- Aim of the task
Of the records below, reproduce only the span that opens with the line containing "assert_eq!(icon_of(BuildStatus::Fault), UNKNOWN_ICON);" and closes with the last line.

Saved entries:
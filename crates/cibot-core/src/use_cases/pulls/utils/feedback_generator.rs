use cibot_awsapi_interface::types::{
    builds::{BuildOutcome, BuildStatus},
    pulls::ApprovalState,
};

use crate::markers::PullRequestMarkers;

pub const SUCCEEDED_ICON: &str = "\u{2705}";
pub const FAILED_ICON: &str = "\u{274c}";
pub const IN_PROGRESS_ICON: &str = "\u{23f1}";
pub const UNKNOWN_ICON: &str = "\u{2754}";

/// Feedback to publish on a pull request for one build status transition.
#[derive(Debug, Clone, PartialEq, Eq)]
pub struct PullRequestFeedback {
    pub pull_request_id: String,
    pub repository_name: String,
    pub before_commit_id: String,
    pub after_commit_id: String,
    pub content: String,
    pub approval_state: Option<ApprovalState>,
}

#[derive(Default)]
pub struct BuildFeedbackGenerator {
    _private: (),
}

impl BuildFeedbackGenerator {
    #[tracing::instrument(skip_all, ret)]
    pub fn generate(
        &self,
        outcome: &BuildOutcome,
        markers: &PullRequestMarkers,
    ) -> PullRequestFeedback {
        let content = format!(
            "{icon} CodeBuild build **{status}** for commit `{commit}`: [`{build_id}`]({link})",
            icon = Self::status_icon(&outcome.status),
            status = outcome.status,
            commit = Self::short_commit(&markers.source_commit),
            build_id = outcome.build.build_id(),
            link = Self::build_link(outcome),
        );

        PullRequestFeedback {
            pull_request_id: markers.pull_request_id.clone(),
            repository_name: markers.repository_name.clone(),
            before_commit_id: markers.source_commit.clone(),
            after_commit_id: markers.destination_commit.clone(),
            content,
            approval_state: Self::approval_state(&outcome.status),
        }
    }

    /// Console link to the build, relative to the console host.
    pub fn build_link(outcome: &BuildOutcome) -> String {
        let region = outcome.build.region();
        format!(
            "/codesuite/codebuild/projects/{project}/build/{project}:{build_id}?region={region}",
            project = outcome.project_name,
            build_id = outcome.build.build_id(),
        )
    }

    fn status_icon(status: &BuildStatus) -> &'static str {
        match status {
            BuildStatus::Succeeded => SUCCEEDED_ICON,
            BuildStatus::Failed | BuildStatus::Stopped => FAILED_ICON,
            BuildStatus::InProgress => IN_PROGRESS_ICON,
            _ => UNKNOWN_ICON,
        }
    }

    fn approval_state(status: &BuildStatus) -> Option<ApprovalState> {
        match status {
            BuildStatus::Succeeded => Some(ApprovalState::Approve),
            _ => None,
        }
    }

    fn short_commit(commit: &str) -> &str {
        commit
            .char_indices()
            .nth(8)
            .map(|(idx, _)| &commit[..idx])
            .unwrap_or(commit)
    }
}

#[cfg(test)]
mod tests {
    use cibot_awsapi_interface::types::builds::BuildArn;
    use pretty_assertions::assert_eq;

    use super::*;

    fn outcome(status: BuildStatus) -> BuildOutcome {
        BuildOutcome {
            status,
            build: "arn:aws:codebuild:eu-west-1:111111111111:build/codebuild-cicd:49e2bfa6-2222-47f5-a959-a77e6bf007fd"
                .parse::<BuildArn>()
                .unwrap(),
            project_name: "codebuild-cicd".into(),
        }
    }

    fn markers() -> PullRequestMarkers {
        PullRequestMarkers {
            pull_request_id: "1".into(),
            repository_name: "some-repo".into(),
            source_commit: "5c020b042dd71daa6e6cade586cf862a2e7e4f96".into(),
            destination_commit: "6a3cf62d6b847143c58d8fcbb50dfd61f1ca2450".into(),
        }
    }

    #[test]
    fn succeeded() {
        let feedback = BuildFeedbackGenerator::default()
            .generate(&outcome(BuildStatus::Succeeded), &markers());

        assert_eq!(
            feedback,
            PullRequestFeedback {
                pull_request_id: "1".into(),
                repository_name: "some-repo".into(),
                before_commit_id: "5c020b042dd71daa6e6cade586cf862a2e7e4f96".into(),
                after_commit_id: "6a3cf62d6b847143c58d8fcbb50dfd61f1ca2450".into(),
                content: "\u{2705} CodeBuild build **SUCCEEDED** for commit `5c020b04`: \
                    [`49e2bfa6-2222-47f5-a959-a77e6bf007fd`]\
                    (/codesuite/codebuild/projects/codebuild-cicd/build/codebuild-cicd:49e2bfa6-2222-47f5-a959-a77e6bf007fd?region=eu-west-1)"
                    .into(),
                approval_state: Some(ApprovalState::Approve),
            }
        );
    }

    #[test]
    fn icons() {
        let generator = BuildFeedbackGenerator::default();
        let icon_of = |status| {
            generator
                .generate(&outcome(status), &markers())
                .content
                .split(' ')
                .next()
                .unwrap()
                .to_string()
        };

        assert_eq!(icon_of(BuildStatus::Succeeded), SUCCEEDED_ICON);
        assert_eq!(icon_of(BuildStatus::Failed), FAILED_ICON);
        assert_eq!(icon_of(BuildStatus::Stopped), FAILED_ICON);
        assert_eq!(icon_of(BuildStatus::InProgress), IN_PROGRESS_ICON);
        assert_eq!(icon_of(BuildStatus::Fault), UNKNOWN_ICON);
        assert_eq!(icon_of(BuildStatus::TimedOut), UNKNOWN_ICON);
        assert_eq!(icon_of(BuildStatus::Other("QUEUED".into())), UNKNOWN_ICON);
    }

    #[test]
    fn only_success_approves() {
        let generator = BuildFeedbackGenerator::default();

        for status in [
            BuildStatus::Failed,
            BuildStatus::Stopped,
            BuildStatus::InProgress,
            BuildStatus::Fault,
        ] {
            assert_eq!(
                generator.generate(&outcome(status), &markers()).approval_state,
                None
            );
        }
    }

    #[test]
    fn short_commit() {
        assert_eq!(
            BuildFeedbackGenerator::short_commit("5c020b042dd71daa6e6cade586cf862a2e7e4f96"),
            "5c020b04"
        );
        assert_eq!(BuildFeedbackGenerator::short_commit("5c02"), "5c02");
        assert_eq!(BuildFeedbackGenerator::short_commit("12345678"), "12345678");
    }
}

- Response area
        assert_eq!(icon_of(BuildStatus::Fault), UNKNOWN_ICON);
        assert_eq!(icon_of(BuildStatus::TimedOut), UNKNOWN_ICON);
        assert_eq!(icon_of(BuildStatus::Other("QUEUED".into())), UNKNOWN_ICON);
    }

    #[test]
    fn only_success_approves() {
        let generator = BuildFeedbackGenerator::default();

        for status in [
            BuildStatus::Failed,
            BuildStatus::Stopped,
            BuildStatus::InProgress,
            BuildStatus::Fault,
        ] {
            assert_eq!(
                generator.generate(&outcome(status), &markers()).approval_state,
                None
            );
        }
    }

    #[test]
    fn short_commit() {
        assert_eq!(
            BuildFeedbackGenerator::short_commit("5c020b042dd71daa6e6cade586cf862a2e7e4f96"),
            "5c020b04"
        );
        assert_eq!(BuildFeedbackGenerator::short_commit("5c02"), "5c02");
        assert_eq!(BuildFeedbackGenerator::short_commit("12345678"), "12345678");
    }
}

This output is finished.